Intégrer l’IA prédictive dans les flux de gestion du trafic aérien
L’organisation du ciel européen est une opération délicate qui repose sur les efforts de collaboration des compagnies aériennes et des autorités au sol. Les systèmes de gestion du trafic aérien (ATM pour «air traffic management») de nouvelle génération sont mus par deux objectifs parfois contradictoires: rendre les processus ATM plus efficaces, tout en renforçant la sécurité. L’intelligence artificielle (IA) pourrait jouer un rôle majeur dans cette évolution. Les systèmes d’IA peuvent analyser de grands volumes de données, ce qui ouvre la voie à une automatisation accrue et à de nouveaux outils d’aide à la décision basés sur des informations prédictives. Les contrôleurs aériens pourraient par exemple être informés bien à l’avance des approches potentiellement manquées par les avions, ce qui leur permettrait d’améliorer l’organisation du trafic à l’atterrissage et au décollage ainsi que la capacité des pistes. Cela pourrait atténuer les répercussions lorsqu’un avion est obligé d’effectuer un tour de piste autour de l’aérodrome au lieu d’atterrir, une procédure appelée remise des gaz. Toutefois, alors que les systèmes de pointe de contrôle du trafic aérien actuels s’appuient sur des informations dont la véracité a été établie, les prédictions de l’IA reposent sur des probabilités, ce qui introduit un certain degré d’incertitude. La sécurité étant primordiale dans l’aviation, les contrôleurs devront être en mesure de faire confiance aux informations qu’ils reçoivent. Le projet SafeOPS, financé dans le cadre de l’entreprise commune SESAR, a pour objectif de découvrir comment intégrer au mieux ces technologies prédictives dans les systèmes ATM humains existants, afin de renforcer la confiance accordée par les contrôleurs aux prédictions de l’IA. «Les systèmes prédictifs doivent prouver leur aptitude à augmenter la capacité et à afficher une bonne rentabilité, ou à améliorer la sécurité et la résilience de l’ATM», explique Lukas Beller, coordinateur du projet affilié à l’université technique de Munich, en Allemagne. «Idéalement les deux», ajoute-t-il.

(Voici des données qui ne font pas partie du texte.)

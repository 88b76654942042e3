use std::path::Path;
use std::time::Duration;

use serde::{Deserialize, Serialize};
use storegate_core::catalog::{DEFAULT_CATALOG_URL, DEFAULT_COUNTRY};
use storegate_core::{DecisionConfig, ItunesCatalog};
use storegate_platform::{AppPaths, AppPathsError};
use thiserror::Error;

#[derive(Debug, Error)]
pub enum SettingsError {
    #[error("failed to resolve application paths: {0}")]
    Paths(#[from] AppPathsError),
    #[error("{context}: {source}")]
    Io {
        context: &'static str,
        #[source]
        source: std::io::Error,
    },
    #[error("failed to parse settings at {path}: {source}")]
    Parse {
        path: String,
        #[source]
        source: serde_json::Error,
    },
    #[error("failed to serialize settings: {0}")]
    Serialize(#[source] serde_json::Error),
}

impl SettingsError {
    fn io(context: &'static str, source: std::io::Error) -> Self {
        Self::Io { context, source }
    }
}

/// Static configuration, read once at startup.
#[derive(Debug, Clone, PartialEq, Eq, Serialize, Deserialize)]
pub struct AppSettings {
    #[serde(default, alias = "APP_STORE_ID")]
    pub app_store_id: Option<String>,

    #[serde(default = "default_true")]
    pub require_app_id: bool,

    #[serde(default = "default_country")]
    pub country: String,

    #[serde(default = "default_catalog_url")]
    pub catalog_url: String,

    #[serde(default)]
    pub http_timeout_secs: Option<u64>,

    #[serde(default)]
    pub debug_logging: bool,

    #[serde(default = "default_max_log_size_bytes")]
    pub max_log_size_bytes: u64,

    #[serde(default)]
    pub message: Option<String>,

    #[serde(default)]
    pub button_text: Option<String>,
}

fn default_true() -> bool {
    true
}

fn default_country() -> String {
    DEFAULT_COUNTRY.to_string()
}

fn default_catalog_url() -> String {
    DEFAULT_CATALOG_URL.to_string()
}

fn default_max_log_size_bytes() -> u64 {
    5 * 1024 * 1024
}

impl Default for AppSettings {
    fn default() -> Self {
        Self {
            app_store_id: None,
            require_app_id: true,
            country: default_country(),
            catalog_url: default_catalog_url(),
            http_timeout_secs: None,
            debug_logging: false,
            max_log_size_bytes: default_max_log_size_bytes(),
            message: None,
            button_text: None,
        }
    }
}

impl AppSettings {
    /// Load settings, falling back to defaults when the file is missing or corrupt.
    #[must_use]
    pub fn load_from(path: &Path) -> Self {
        Self::read_from(path).unwrap_or_default()
    }

    /// Read settings, treating a missing file as defaults.
    ///
    /// # Errors
    /// Returns an error when the file exists but cannot be read or parsed.
    pub fn read_from(path: &Path) -> Result<Self, SettingsError> {
        if !path.exists() {
            return Ok(Self::default());
        }

        let content = std::fs::read_to_string(path)
            .map_err(|error| SettingsError::io("failed to read settings", error))?;
        serde_json::from_str(&content).map_err(|source| SettingsError::Parse {
            path: path.display().to_string(),
            source,
        })
    }

    /// Write to the platform settings file.
    ///
    /// # Errors
    /// Returns an error when the platform directories cannot be resolved or
    /// the settings cannot be written.
    pub fn save(&self) -> Result<(), SettingsError> {
        self.save_in(&AppPaths::new()?)
    }

    /// # Errors
    /// Returns an error when the settings directory or file cannot be written.
    pub fn save_in(&self, paths: &AppPaths) -> Result<(), SettingsError> {
        paths
            .ensure_dirs()
            .map_err(|error| SettingsError::io("failed to create settings directory", error))?;
        self.save_to(&paths.settings_file())
    }

    /// # Errors
    /// Returns an error when the file cannot be written.
    pub fn save_to(&self, path: &Path) -> Result<(), SettingsError> {
        if let Some(parent) = path.parent() {
            std::fs::create_dir_all(parent)
                .map_err(|error| SettingsError::io("failed to create settings directory", error))?;
        }
        let content = serde_json::to_string_pretty(self).map_err(SettingsError::Serialize)?;
        std::fs::write(path, content)
            .map_err(|error| SettingsError::io("failed to write settings", error))
    }

    /// Zero means no timeout.
    #[must_use]
    pub fn http_timeout(&self) -> Option<Duration> {
        self.http_timeout_secs
            .filter(|&secs| secs > 0)
            .map(Duration::from_secs)
    }

    #[must_use]
    pub fn catalog(&self, client: reqwest::Client) -> ItunesCatalog {
        ItunesCatalog::new(client)
            .with_base_url(self.catalog_url.clone())
            .with_country(self.country.clone())
            .with_timeout(self.http_timeout())
    }

    #[must_use]
    pub fn decision_config(&self, installed_version: impl Into<String>) -> DecisionConfig {
        DecisionConfig {
            require_app_id: self.require_app_id,
            installed_version: installed_version.into(),
        }
    }
}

Prédire les remises des gaz à l’avance
Pour étudier l’impact de l’intégration de l’IA dans l’ATM, l’équipe SafeOPS a commencé par organiser une série d’ateliers avec des experts, des contrôleurs de tour et d’autres spécialistes de l’aviation. «Au cours de ces ateliers, nous avons défini des scénarios de référence dans lesquels les remises des gaz sont difficiles à gérer, en faisant appel aux méthodes et aux outils les plus modernes», explique Lukas Beller. Une fois ces situations définies, l’équipe a entrepris de concevoir un système prototype qui simule les scénarios de référence à l’aide d’informations créées grâce à l’apprentissage automatique prédictif, un sous-domaine de l’IA. Grâce à ce prototype, l’équipe a pu recueillir des estimations initiales quantifiables concernant la qualité des prédictions des remises des gaz. «Les remises des gaz sont des événements très rares, qui sont donc délicats à quantifier», fait remarquer Lukas Beller. L’équipe a ensuite discuté des résultats des expériences prototypes lors d’autres ateliers avec des contrôleurs aériens, afin de vérifier si les scénarios de référence reflétaient toujours raisonnablement la réalité, avant d’adapter les résultats en conséquence. Ce va-et-vient d’ajustements entre l’homme et la machine devrait permettre une meilleure intégration dans le flux de travail existant. Parallèlement, l’équipe SafeOPS s’est efforcée d’adapter les cadres de risques existants dans le secteur de l’ATM, en tenant compte des estimations des risques potentiels liés à l’introduction des prédictions de l’IA.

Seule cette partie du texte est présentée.